Now wait, which beleaguered mortgage company are you?
It’s hard to keep track these days.
Accredited Home to cut 1,600 jobs; halts lending
Accredited Home Lenders Holding Co said on Wednesday it will shut most of its mortgage business to help survive turmoil in subprime lending, and eliminate 1,600 jobs, or 62 percent of its work force.
First Magnus Files Chapter 11
First Magnus Financial Corp., an Arizona mortgage lender that shut down operations and laid off nearly 6,000 workers last week, on Tuesday filed for Chapter 11 bankruptcy protection from its creditors.
Want one that’s even scarier? Try this, which repeats the Accredited Home news but puts it in more context.
Lehman, Accredited, HSBC Shut Offices; Crisis Spreads
The rising cost of credit took its toll on Lehman Brothers Holdings Inc., Accredited Home Lenders Holding Co. and HSBC Holdings Plc as the subprime mortgage fallout spreads through the economy.Lehman, the biggest underwriter of U.S. bonds backed by mortgages, became the first firm on Wall Street to shut its subprime-lending unit and said 1,200 employees will lose their jobs. Accredited, reeling from its canceled purchase by Lone Star Funds this month, stopped making home loans. London-based HSBC, Europe’s largest bank by market value, closed a U.S. mortgage office after failing to finance new loans.
Mortgage lenders today announced plans to fire 3,700 people as the slump that began in subprime mortgage bonds reaches beyond mortgages to companies seeking money in the corporate debt markets.
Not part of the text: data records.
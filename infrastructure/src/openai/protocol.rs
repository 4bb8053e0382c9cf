//! Chat Completions wire types

use capital_application::ports::completion_gateway::GatewayError;
use serde::{Deserialize, Serialize};

/// Request body for `POST /v1/chat/completions`
#[derive(Debug, Serialize)]
pub struct ChatCompletionRequest<'a> {
    pub model: &'a str,
    pub messages: Vec<ChatMessage<'a>>,
    #[serde(skip_serializing_if = "Option::is_none")]
    pub temperature: Option<f32>,
}

impl<'a> ChatCompletionRequest<'a> {
    /// A single-turn request carrying `prompt` as the user message
    pub fn user_prompt(model: &'a str, prompt: &'a str, temperature: Option<f32>) -> Self {
        Self {
            model,
            messages: vec![ChatMessage {
                role: "user",
                content: prompt,
            }],
            temperature,
        }
    }
}

#[derive(Debug, Serialize)]
pub struct ChatMessage<'a> {
    pub role: &'a str,
    pub content: &'a str,
}

#[derive(Debug, Deserialize)]
pub struct ChatCompletionResponse {
    #[serde(default)]
    pub choices: Vec<Choice>,
    pub model: Option<String>,
    pub usage: Option<Usage>,
}

#[derive(Debug, Deserialize)]
pub struct Choice {
    pub message: ResponseMessage,
    pub finish_reason: Option<String>,
}

#[derive(Debug, Deserialize)]
pub struct ResponseMessage {
    pub content: Option<String>,
}

#[derive(Debug, Deserialize)]
pub struct Usage {
    pub prompt_tokens: Option<u64>,
    pub completion_tokens: Option<u64>,
}

impl ChatCompletionResponse {
    pub fn parse(body: &str) -> Result<Self, GatewayError> {
        serde_json::from_str(body)
            .map_err(|e| GatewayError::MalformedResponse(format!("invalid JSON: {e}")))
    }

    /// Text of the first choice
    pub fn into_content(self) -> Result<String, GatewayError> {
        self.choices
            .into_iter()
            .next()
            .and_then(|choice| choice.message.content)
            .ok_or_else(|| {
                GatewayError::MalformedResponse(
                    "missing choices[0].message.content".to_string(),
                )
            })
    }
}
HSBC may be 142 years old, but it bet heavily on subprime loans and has been hurting for months. But Lehman? Like Bear Stearns, which recently had to shut down two worthless subprime hedge funds, Lehman’s one of the pillars of Wall Street.* Two quick observations, made many times already but still worth repeating.
- The subprime mortgage collapse affects far more than the subprime mortgage market.
- You can expect more nouveau mortgage companies to take a beating in this environment, but not even old-line, white-shoe firms are safe.
The whole US financial sector is living in interesting times . . .
~
* Addendum, Thursday morning: I neglected to say that the Lehman in question is BNC Mortgage. More details in this story from today’s NYT, which includes this gem:
In the last nine months, about 120 mortgage lenders have shut or declared bankruptcy, according to Lehman.
It’s sad to think of all the folks out of work, in the current batch of closures and overall, and even worse when you consider that this could go on for a while.